## What you will do
The data below is to be repeated in full, exactly as shown.

Saved data entries:
//! A [`NativeBackend`] on top of winit.
//!
//! winit owns the platform event loop, so this backend drives it in
//! non-blocking steps: whenever the dispatch engine asks for a pending
//! notification and none is queued, the loop is pumped once with a zero
//! timeout and the window events it produced are translated into
//! [`RawMessage`]s.
//!
//! Enabled with the `winit` cargo feature.

use std::cell::RefCell;
use std::collections::{HashMap, HashSet, VecDeque};
use std::fmt;
use std::time::Duration;

use winit::application::ApplicationHandler;
use winit::dpi::{PhysicalPosition, PhysicalSize};
use winit::event::{ElementState, MouseScrollDelta, TouchPhase, WindowEvent};
use winit::event_loop::{ActiveEventLoop, EventLoop};
use winit::keyboard::{KeyCode, PhysicalKey};
use winit::platform::pump_events::{EventLoopExtPumpEvents, PumpStatus};
use winit::window::{Window, WindowId};

use crate::backend::{
    NativeBackend, Position, Size, TOUCH_DOWN, TOUCH_MOVE, TOUCH_UP, TouchInput, WindowDescriptor,
    WindowHandle,
};
use crate::class::WindowClass;
use crate::error::BackendError;
use crate::event::MouseButton;
use crate::logging::targets;
use crate::message::{RawMessage, clamp_signed_word, clamp_word, codes};

/// Touch and file-drop payloads waiting to be resolved by the dispatcher.
#[derive(Debug, Default)]
struct Payloads {
    next: usize,
    touches: HashMap<isize, Vec<TouchInput>>,
    drops: HashMap<usize, Vec<String>>,
}

impl Payloads {
    fn next_id(&mut self) -> usize {
        self.next += 1;
        self.next
    }
}

struct NativeWindow {
    window: Window,
    parent: Option<WindowHandle>,
}

#[derive(Default)]
struct Shared {
    classes: HashSet<String>,
    windows: HashMap<WindowHandle, NativeWindow>,
    ids: HashMap<WindowId, WindowHandle>,
    next_handle: u64,
    posted: VecDeque<RawMessage>,
    sent: VecDeque<RawMessage>,
    payloads: Payloads,
}

/// Collects the window events of one pump step.
struct Collector<'a> {
    shared: &'a mut Shared,
}

impl ApplicationHandler for Collector<'_> {
    fn resumed(&mut self, _event_loop: &ActiveEventLoop) {}

    fn window_event(&mut self, _event_loop: &ActiveEventLoop, id: WindowId, event: WindowEvent) {
        let Some(&window) = self.shared.ids.get(&id) else {
            return;
        };
        if let Some(message) = translate(window, event, &mut self.shared.payloads) {
            self.shared.posted.push_back(message);
        }
    }
}

/// Native backend driving a winit event loop.
pub struct WinitBackend {
    event_loop: RefCell<EventLoop<()>>,
    shared: RefCell<Shared>,
}

impl WinitBackend {
    /// Create the backend and its event loop.
    ///
    /// # Errors
    ///
    /// Fails if winit cannot create an event loop, for example when one
    /// already exists in this process.
    pub fn new() -> Result<Self, BackendError> {
        let event_loop = EventLoop::new().map_err(|e| BackendError::Os(e.to_string()))?;
        Ok(Self {
            event_loop: RefCell::new(event_loop),
            shared: RefCell::new(Shared::default()),
        })
    }

    /// Run one non-blocking step of the winit event loop.
    fn pump_native(&self) {
        let mut shared = self.shared.borrow_mut();
        let mut collector = Collector {
            shared: &mut shared,
        };
        let status = self
            .event_loop
            .borrow_mut()
            .pump_app_events(Some(Duration::ZERO), &mut collector);
        if let PumpStatus::Exit(code) = status {
            tracing::debug!(target: targets::BACKEND, code, "winit event loop exited");
            shared.posted.push_back(RawMessage::quit(code));
        }
    }

    fn with_window(&self, window: WindowHandle, f: impl FnOnce(&Window)) {
        match self.shared.borrow().windows.get(&window) {
            Some(native) => f(&native.window),
            None => tracing::trace!(target: targets::BACKEND, %window, "unknown window ignored"),
        }
    }
}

## Response to this exercise
//! A [`NativeBackend`] on top of winit.
//!
//! winit owns the platform event loop, so this backend drives it in
//! non-blocking steps: whenever the dispatch engine asks for a pending
//! notification and none is queued, the loop is pumped once with a zero
//! timeout and the window events it produced are translated into
//! [`RawMessage`]s.
//!
//! Enabled with the `winit` cargo feature.

use std::cell::RefCell;
use std::collections::{HashMap, HashSet, VecDeque};
use std::fmt;
use std::time::Duration;

use winit::application::ApplicationHandler;
use winit::dpi::{PhysicalPosition, PhysicalSize};
use winit::event::{ElementState, MouseScrollDelta, TouchPhase, WindowEvent};
use winit::event_loop::{ActiveEventLoop, EventLoop};
use winit::keyboard::{KeyCode, PhysicalKey};
use winit::platform::pump_events::{EventLoopExtPumpEvents, PumpStatus};
use winit::window::{Window, WindowId};

use crate::backend::{
    NativeBackend, Position, Size, TOUCH_DOWN, TOUCH_MOVE, TOUCH_UP, TouchInput, WindowDescriptor,
    WindowHandle,
};
use crate::class::WindowClass;
use crate::error::BackendError;
use crate::event::MouseButton;
use crate::logging::targets;
use crate::message::{RawMessage, clamp_signed_word, clamp_word, codes};

/// Touch and file-drop payloads waiting to be resolved by the dispatcher.
#[derive(Debug, Default)]
struct Payloads {
    next: usize,
    touches: HashMap<isize, Vec<TouchInput>>,
    drops: HashMap<usize, Vec<String>>,
}

impl Payloads {
    fn next_id(&mut self) -> usize {
        self.next += 1;
        self.next
    }
}

struct NativeWindow {
    window: Window,
    parent: Option<WindowHandle>,
}

#[derive(Default)]
struct Shared {
    classes: HashSet<String>,
    windows: HashMap<WindowHandle, NativeWindow>,
    ids: HashMap<WindowId, WindowHandle>,
    next_handle: u64,
    posted: VecDeque<RawMessage>,
    sent: VecDeque<RawMessage>,
    payloads: Payloads,
}

/// Collects the window events of one pump step.
struct Collector<'a> {
    shared: &'a mut Shared,
}

impl ApplicationHandler for Collector<'_> {
    fn resumed(&mut self, _event_loop: &ActiveEventLoop) {}

    fn window_event(&mut self, _event_loop: &ActiveEventLoop, id: WindowId, event: WindowEvent) {
        let Some(&window) = self.shared.ids.get(&id) else {
            return;
        };
        if let Some(message) = translate(window, event, &mut self.shared.payloads) {
            self.shared.posted.push_back(message);
        }
    }
}

/// Native backend driving a winit event loop.
pub struct WinitBackend {
    event_loop: RefCell<EventLoop<()>>,
    shared: RefCell<Shared>,
}

impl WinitBackend {
    /// Create the backend and its event loop.
    ///
    /// # Errors
    ///
    /// Fails if winit cannot create an event loop, for example when one
    /// already exists in this process.
    pub fn new() -> Result<Self, BackendError> {
        let event_loop = EventLoop::new().map_err(|e| BackendError::Os(e.to_string()))?;
        Ok(Self {
            event_loop: RefCell::new(event_loop),
            shared: RefCell::new(Shared::default()),
        })
    }

    /// Run one non-blocking step of the winit event loop.
    fn pump_native(&self) {
        let mut shared = self.shared.borrow_mut();
        let mut collector = Collector {
            shared: &mut shared,
        };
        let status = self
            .event_loop
            .borrow_mut()
            .pump_app_events(Some(Duration::ZERO), &mut collector);
        if let PumpStatus::Exit(code) = status {
            tracing::debug!(target: targets::BACKEND, code, "winit event loop exited");
            shared.posted.push_back(RawMessage::quit(code));
        }
    }

    fn with_window(&self, window: WindowHandle, f: impl FnOnce(&Window)) {
        match self.shared.borrow().windows.get(&window) {
            Some(native) => f(&native.window),
            None => tracing::trace!(target: targets::BACKEND, %window, "unknown window ignored"),
        }
    }
}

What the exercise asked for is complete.